Ahirnya mereka melakukan suatu rapat untuk menjalankan suatu tradisi yang sangat sakral yang mungkin dapat mengatasi masalah kemarau yang berkepanjangan.Dari hasil paruman desa,tercetuslah ide untuk melaksanakan ritual yang bernama “GEBUG ENDE”.
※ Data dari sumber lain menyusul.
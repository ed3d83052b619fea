//! Transaction loading using Polars

use std::path::Path;

use chrono::{DateTime, NaiveDate, NaiveDateTime};
use polars::prelude::*;
use tracing::info;

use crate::error::Error;

pub const USER_ID: &str = "UserId";
pub const SERVICE_ID: &str = "ServiceId";
pub const CATEGORY_ID: &str = "CategoryId";
pub const CREATE_DATE: &str = "CreateDate";

const DATETIME_FORMATS: [&str; 3] = ["%Y-%m-%d %H:%M:%S", "%Y-%m-%dT%H:%M:%S", "%Y-%m-%d %H:%M"];

/// One purchase record
#[derive(Debug, Clone, PartialEq, Eq)]
pub struct Event {
    pub user_id: String,
    pub service_id: String,
    pub category_id: String,
    pub created_at: NaiveDateTime,
}

impl Event {
    pub fn new(
        user_id: impl Into<String>,
        service_id: impl Into<String>,
        category_id: impl Into<String>,
        created_at: NaiveDateTime,
    ) -> Self {
        Self {
            user_id: user_id.into(),
            service_id: service_id.into(),
            category_id: category_id.into(),
            created_at,
        }
    }

    /// Calendar month of the purchase, e.g. `2017-08`
    pub fn year_month(&self) -> String {
        self.created_at.format("%Y-%m").to_string()
    }
}

/// Parse a purchase timestamp.
///
/// Accepts `YYYY-MM-DD HH:MM:SS`, the `T`-separated form, RFC 3339, or a bare
/// date (taken as midnight). Offsets are dropped, keeping the recorded wall
/// clock time.
pub fn parse_timestamp(value: &str) -> Option<NaiveDateTime> {
    let value = value.trim();

    for format in DATETIME_FORMATS {
        if let Ok(parsed) = NaiveDateTime::parse_from_str(value, format) {
            return Some(parsed);
        }
    }

    if let Ok(parsed) = DateTime::parse_from_rfc3339(value) {
        return Some(parsed.naive_local());
    }

    NaiveDate::parse_from_str(value, "%Y-%m-%d")
        .ok()
        .and_then(|date| date.and_hms_opt(0, 0, 0))
}

/// Load purchase events from a CSV file
///
/// # Arguments
/// * `file_path` - CSV with `UserId`, `ServiceId`, `CategoryId`, `CreateDate` columns
///
/// # Returns
/// * Every row as an [`Event`]; the first malformed row aborts the load
pub fn load_events(file_path: impl AsRef<Path>) -> crate::Result<Vec<Event>> {
    let file_path = file_path.as_ref();

    let df = LazyCsvReader::new(file_path)
        .with_has_header(true)
        .finish()?
        .select([
            col(USER_ID).cast(DataType::String),
            col(SERVICE_ID).cast(DataType::String),
            col(CATEGORY_ID).cast(DataType::String),
            col(CREATE_DATE).cast(DataType::String),
        ])
        .collect()?;

    let events = events_from_frame(&df)?;
    info!(path = %file_path.display(), events = events.len(), "loaded purchase events");
    Ok(events)
}

/// Convert a frame with the four string columns into typed events
pub fn events_from_frame(df: &DataFrame) -> crate::Result<Vec<Event>> {
    let users = df.column(USER_ID)?.str()?;
    let services = df.column(SERVICE_ID)?.str()?;
    let categories = df.column(CATEGORY_ID)?.str()?;
    let dates = df.column(CREATE_DATE)?.str()?;

    let mut events = Vec::with_capacity(df.height());
    let rows = users.into_iter().zip(services).zip(categories).zip(dates);

    for (row, (((user, service), category), date)) in rows.enumerate() {
        let user_id = user.ok_or(Error::MissingField { column: USER_ID, row })?;
        let service_id = service.ok_or(Error::MissingField { column: SERVICE_ID, row })?;
        let category_id = category.ok_or(Error::MissingField { column: CATEGORY_ID, row })?;
        let raw_date = date.ok_or(Error::MissingField { column: CREATE_DATE, row })?;

        let created_at = parse_timestamp(raw_date)
            .ok_or_else(|| Error::InvalidTimestamp { row, value: raw_date.to_string() })?;

        events.push(Event::new(user_id, service_id, category_id, created_at));
    }

    Ok(events)
}

#[cfg(test)]
mod tests {
    use super::*;
    use std::io::Write;
    use tempfile::NamedTempFile;

    fn create_test_csv(rows: &[&str]) -> NamedTempFile {
        let mut file = NamedTempFile::new().unwrap();
        writeln!(file, "UserId,ServiceId,CategoryId,CreateDate").unwrap();
        for row in rows {
            writeln!(file, "{row}").unwrap();
        }
        file
    }

    #[test]
    fn test_load_events() {
        let test_file = create_test_csv(&[
            "25446,4,5,2017-08-06 16:11:00",
            "22948,48,5,2017-08-06 16:12:00",
            "10591,0,8,2017-08-06 16:12:00",
            "7256,9,4,2017-08-06 16:14:00",
        ]);

        let events = load_events(test_file.path()).unwrap();
        assert_eq!(events.len(), 4);
        assert_eq!(events[3].user_id, "7256");
        assert_eq!(events[3].service_id, "9");
        assert_eq!(events[3].category_id, "4");
        assert_eq!(events[3].year_month(), "2017-08");
    }

    #[test]
    fn test_missing_column_fails() {
        let mut file = NamedTempFile::new().unwrap();
        writeln!(file, "UserId,ServiceId,CreateDate").unwrap();
        writeln!(file, "1,2,2017-08-06 16:11:00").unwrap();

        let result = load_events(file.path());
        assert!(matches!(result, Err(Error::Csv(_))));
    }

    #[test]
    fn test_malformed_timestamp_fails() {
        let test_file = create_test_csv(&["1,2,3,2017-08-06 16:11:00", "1,2,3,last tuesday"]);

        let result = load_events(test_file.path());
        assert!(matches!(
            result,
            Err(Error::InvalidTimestamp { row: 1, ref value }) if value == "last tuesday"
        ));
    }

    #[test]
    fn test_missing_value_fails() {
        let test_file = create_test_csv(&["1,,3,2017-08-06 16:11:00"]);

        let result = load_events(test_file.path());
        assert!(matches!(
            result,
            Err(Error::MissingField { column: SERVICE_ID, row: 0 })
        ));
    }

    #[test]
    fn test_parse_timestamp_formats() {
        let expected = NaiveDate::from_ymd_opt(2018, 1, 3).unwrap().and_hms_opt(9, 30, 0).unwrap();
        assert_eq!(parse_timestamp("2018-01-03 09:30:00"), Some(expected));
        assert_eq!(parse_timestamp("2018-01-03T09:30:00"), Some(expected));
        assert_eq!(parse_timestamp("2018-01-03T09:30:00Z"), Some(expected));
        assert_eq!(parse_timestamp(" 2018-01-03 09:30 "), Some(expected));

        let midnight = NaiveDate::from_ymd_opt(2018, 1, 3).unwrap().and_hms_opt(0, 0, 0).unwrap();
        assert_eq!(parse_timestamp("2018-01-03"), Some(midnight));

        assert_eq!(parse_timestamp("03/01/2018"), None);
        assert_eq!(parse_timestamp(""), None);
    }

    #[test]
    fn test_year_month_truncates_day_and_time() {
        let at = parse_timestamp("2019-12-31 23:59:59").unwrap();
        let event = Event::new("1", "2", "3", at);
        assert_eq!(event.year_month(), "2019-12");
    }

    #[test]
    fn test_offset_keeps_recorded_month() {
        let at = parse_timestamp("2017-09-01T01:00:00+03:00").unwrap();
        assert_eq!(at, NaiveDate::from_ymd_opt(2017, 9, 1).unwrap().and_hms_opt(1, 0, 0).unwrap());
        assert_eq!(Event::new("1", "2", "3", at).year_month(), "2017-09");

        let at = parse_timestamp("2017-08-31T23:30:00-05:00").unwrap();
        assert_eq!(Event::new("1", "2", "3", at).year_month(), "2017-08");
    }

    #[test]
    fn test_unreadable_file_is_csv_error() {
        let result = load_events("/nonexistent/purchases.csv");
        assert!(matches!(result, Err(Error::Csv(_))));
    }
}
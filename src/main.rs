//! Cobuy: service recommendations from monthly customer baskets
//!
//! This is the main entrypoint that orchestrates loading, basket building,
//! rule mining, and the recommendation lookup.

use anyhow::{Context, Result};
use clap::Parser;
use cobuy::config::LogFormat;
use cobuy::{
    build_occurrence_matrix, load_events, recommend, report, Apriori, Args, CobuyConfig, ItemKey,
    RuleMiner,
};
use std::time::Instant;
use tracing::{info, Level};

/// Configured log level; anything unparseable falls back to `INFO`
fn log_level(config: &CobuyConfig) -> Level {
    config.logging.level.parse::<Level>().unwrap_or(Level::INFO)
}

fn init_logging(config: &CobuyConfig) {
    let builder = tracing_subscriber::fmt()
        .with_target(false)
        .with_max_level(log_level(config))
        .with_writer(std::io::stderr);

    match config.logging.format {
        LogFormat::Compact => builder.compact().init(),
        LogFormat::Pretty => builder.pretty().init(),
        LogFormat::Json => builder.json().init(),
    }
}

fn main() -> Result<()> {
    let args = Args::parse();

    if args.count == 0 {
        anyhow::bail!("--count must be at least 1");
    }

    let config = CobuyConfig::load(args.load_options()).context("loading configuration")?;
    init_logging(&config);

    run(&args, &config)
}

fn run(args: &Args, config: &CobuyConfig) -> Result<()> {
    let start_time = Instant::now();

    // Step 1: Load purchases and bucket them into monthly baskets
    let events = load_events(&args.input)
        .with_context(|| format!("loading purchases from {}", args.input.display()))?;
    let matrix = build_occurrence_matrix(&events);

    // Step 2: Mine association rules
    let thresholds = config.mining.thresholds();
    info!(
        min_support = thresholds.min_support,
        metric = %thresholds.metric,
        min_threshold = thresholds.min_threshold,
        max_len = ?config.mining.max_len,
        "mining rules"
    );
    let miner = Apriori::with_max_len(config.mining.max_len);
    let rules = miner.mine(&matrix, &thresholds)?;

    report::print_mining_report(&matrix, &rules, args.show_rules);

    if let Some(user) = &args.user {
        println!("\n=== Baskets for customer {user} ===");
        let baskets = matrix.baskets_for_user(user);
        if baskets.is_empty() {
            println!("  (no purchases)");
        }
        for basket in baskets {
            let items: Vec<&str> = matrix.basket_items(basket).into_iter().map(ItemKey::as_str).collect();
            println!("  {basket}: {}", items.join(", "));
        }
    }

    // Step 3: Recommendation lookup
    if let Some(item) = &args.item {
        let item = ItemKey::new(item.as_str());
        let recommendations = recommend(&rules, &item, args.count);

        println!("\n=== Recommendations for {item} ===");
        if recommendations.is_empty() {
            println!("  (no rule has {item} among its antecedents)");
        }
        for (rank, recommended) in recommendations.iter().enumerate() {
            println!("  {}. {recommended}", rank + 1);
        }
    }

    info!(elapsed_secs = start_time.elapsed().as_secs_f64(), "pipeline complete");
    Ok(())
}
Gebug Ende adalah salah satu tradisi yang unik dan diyakini oleh masyarakat sekitar dapat membantu masalah mereka mengatasi masalah kemarau yang berkepanjangan,tentunya tradisi ini sudah berjalan lama secara turun temurun dan menjadi kepercayaan masyarakat setempat.
Pengertian Gebug Ende
Istilah Gebug Ende dikenal juga dengan nama Gebug Seraya.Gebug Ende berasal dari kata Gebug dan Ende, Gebug berarti memukul dan Ende berarti alat yang digunakan untuk menangkis (tameng).Alat yang digunakan untuk memukul adalah rotan dengan panjang sekitar 1,5 centi meter hingga 2 meter.Sedangkat alat untuk menangkisnya terbuat dari kulit sapi yang dikeringkan dan dianyam berbentuk lingkaran. Dengan demikian dapat disimpulkan bahwa Tari Gebug Ende merupakan salah satu tarian/permainan yang menjadi tradisi masyarakat Seraya yang dimainkan oleh dua orang lelaki baik dewasa maupun anak-anak yang sama-sama membawa ende dan penyalin,dimana pemainnya saling memukul dan menyerang.Tehnik yang dibutuhkan adalah memukul dan menangkis.